┌──

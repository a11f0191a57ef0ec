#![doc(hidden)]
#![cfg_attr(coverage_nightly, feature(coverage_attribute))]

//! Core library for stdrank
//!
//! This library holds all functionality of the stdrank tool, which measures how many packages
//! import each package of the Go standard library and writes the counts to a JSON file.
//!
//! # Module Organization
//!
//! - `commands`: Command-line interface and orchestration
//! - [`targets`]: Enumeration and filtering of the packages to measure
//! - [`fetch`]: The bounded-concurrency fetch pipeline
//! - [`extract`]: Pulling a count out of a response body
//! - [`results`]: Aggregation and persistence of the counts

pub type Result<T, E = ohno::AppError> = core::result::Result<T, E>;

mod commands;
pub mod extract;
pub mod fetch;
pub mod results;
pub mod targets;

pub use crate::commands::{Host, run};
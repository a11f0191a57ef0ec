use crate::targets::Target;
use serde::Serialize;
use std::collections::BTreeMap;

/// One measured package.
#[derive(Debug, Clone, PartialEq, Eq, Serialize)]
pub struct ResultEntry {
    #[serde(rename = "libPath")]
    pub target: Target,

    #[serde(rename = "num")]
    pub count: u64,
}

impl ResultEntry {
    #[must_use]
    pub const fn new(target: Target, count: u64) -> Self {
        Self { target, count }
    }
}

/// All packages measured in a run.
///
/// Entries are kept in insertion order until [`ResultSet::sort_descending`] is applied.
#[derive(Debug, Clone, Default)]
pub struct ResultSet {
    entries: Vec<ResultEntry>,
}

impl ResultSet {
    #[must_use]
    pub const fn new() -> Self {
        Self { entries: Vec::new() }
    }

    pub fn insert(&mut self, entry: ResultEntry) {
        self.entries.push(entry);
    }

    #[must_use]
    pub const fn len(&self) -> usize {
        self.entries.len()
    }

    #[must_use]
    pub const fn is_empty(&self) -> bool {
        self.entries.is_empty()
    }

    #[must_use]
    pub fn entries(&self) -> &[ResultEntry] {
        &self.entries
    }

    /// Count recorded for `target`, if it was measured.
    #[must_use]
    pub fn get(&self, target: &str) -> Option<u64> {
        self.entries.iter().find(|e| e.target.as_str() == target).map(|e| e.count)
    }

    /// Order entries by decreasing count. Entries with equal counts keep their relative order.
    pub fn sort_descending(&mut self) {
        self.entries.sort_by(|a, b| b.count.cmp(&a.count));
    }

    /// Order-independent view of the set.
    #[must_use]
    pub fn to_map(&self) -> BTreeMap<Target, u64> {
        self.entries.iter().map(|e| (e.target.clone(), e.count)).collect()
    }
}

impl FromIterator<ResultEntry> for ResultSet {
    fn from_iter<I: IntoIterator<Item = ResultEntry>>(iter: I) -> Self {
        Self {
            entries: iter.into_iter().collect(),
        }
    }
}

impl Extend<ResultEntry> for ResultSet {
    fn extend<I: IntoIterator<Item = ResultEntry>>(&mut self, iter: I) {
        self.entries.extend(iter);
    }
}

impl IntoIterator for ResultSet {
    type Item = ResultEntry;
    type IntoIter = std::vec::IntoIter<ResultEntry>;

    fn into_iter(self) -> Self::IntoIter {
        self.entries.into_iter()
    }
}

└──

Your task: Write out every record, exactly as written.

Answer:
repository a11f0191a57ef0ec
#![doc(hidden)]
#![cfg_attr(coverage_nightly, feature(coverage_attribute))]

//! Core library for stdrank
//!
//! This library holds all functionality of the stdrank tool, which measures how many packages
//! import each package of the Go standard library and writes the counts to a JSON file.
//!
//! # Module Organization
//!
//! - `commands`: Command-line interface and orchestration
//! - [`targets`]: Enumeration and filtering of the packages to measure
//! - [`fetch`]: The bounded-concurrency fetch pipeline
//! - [`extract`]: Pulling a count out of a response body
//! - [`results`]: Aggregation and persistence of the counts

pub type Result<T, E = ohno::AppError> = core::result::Result<T, E>;

mod commands;
pub mod extract;
pub mod fetch;
pub mod results;
pub mod targets;

pub use crate::commands::{Host, run};
repository a11f0191a57ef0ec
use crate::targets::Target;
use serde::Serialize;
use std::collections::BTreeMap;

/// One measured package.
#[derive(Debug, Clone, PartialEq, Eq, Serialize)]
pub struct ResultEntry {
    #[serde(rename = "libPath")]
    pub target: Target,

    #[serde(rename = "num")]
    pub count: u64,
}

impl ResultEntry {
    #[must_use]
    pub const fn new(target: Target, count: u64) -> Self {
        Self { target, count }
    }
}

/// All packages measured in a run.
///
/// Entries are kept in insertion order until [`ResultSet::sort_descending`] is applied.
#[derive(Debug, Clone, Default)]
pub struct ResultSet {
    entries: Vec<ResultEntry>,
}

impl ResultSet {
    #[must_use]
    pub const fn new() -> Self {
        Self { entries: Vec::new() }
    }

    pub fn insert(&mut self, entry: ResultEntry) {
        self.entries.push(entry);
    }

    #[must_use]
    pub const fn len(&self) -> usize {
        self.entries.len()
    }

    #[must_use]
    pub const fn is_empty(&self) -> bool {
        self.entries.is_empty()
    }

    #[must_use]
    pub fn entries(&self) -> &[ResultEntry] {
        &self.entries
    }

    /// Count recorded for `target`, if it was measured.
    #[must_use]
    pub fn get(&self, target: &str) -> Option<u64> {
        self.entries.iter().find(|e| e.target.as_str() == target).map(|e| e.count)
    }

    /// Order entries by decreasing count. Entries with equal counts keep their relative order.
    pub fn sort_descending(&mut self) {
        self.entries.sort_by(|a, b| b.count.cmp(&a.count));
    }

    /// Order-independent view of the set.
    #[must_use]
    pub fn to_map(&self) -> BTreeMap<Target, u64> {
        self.entries.iter().map(|e| (e.target.clone(), e.count)).collect()
    }
}

impl FromIterator<ResultEntry> for ResultSet {
    fn from_iter<I: IntoIterator<Item = ResultEntry>>(iter: I) -> Self {
        Self {
            entries: iter.into_iter().collect(),
        }
    }
}

impl Extend<ResultEntry> for ResultSet {
    fn extend<I: IntoIterator<Item = ResultEntry>>(&mut self, iter: I) {
        self.entries.extend(iter);
    }
}

impl IntoIterator for ResultSet {
    type Item = ResultEntry;
    type IntoIter = std::vec::IntoIter<ResultEntry>;

    fn into_iter(self) -> Self::IntoIter {
        self.entries.into_iter()
    }
}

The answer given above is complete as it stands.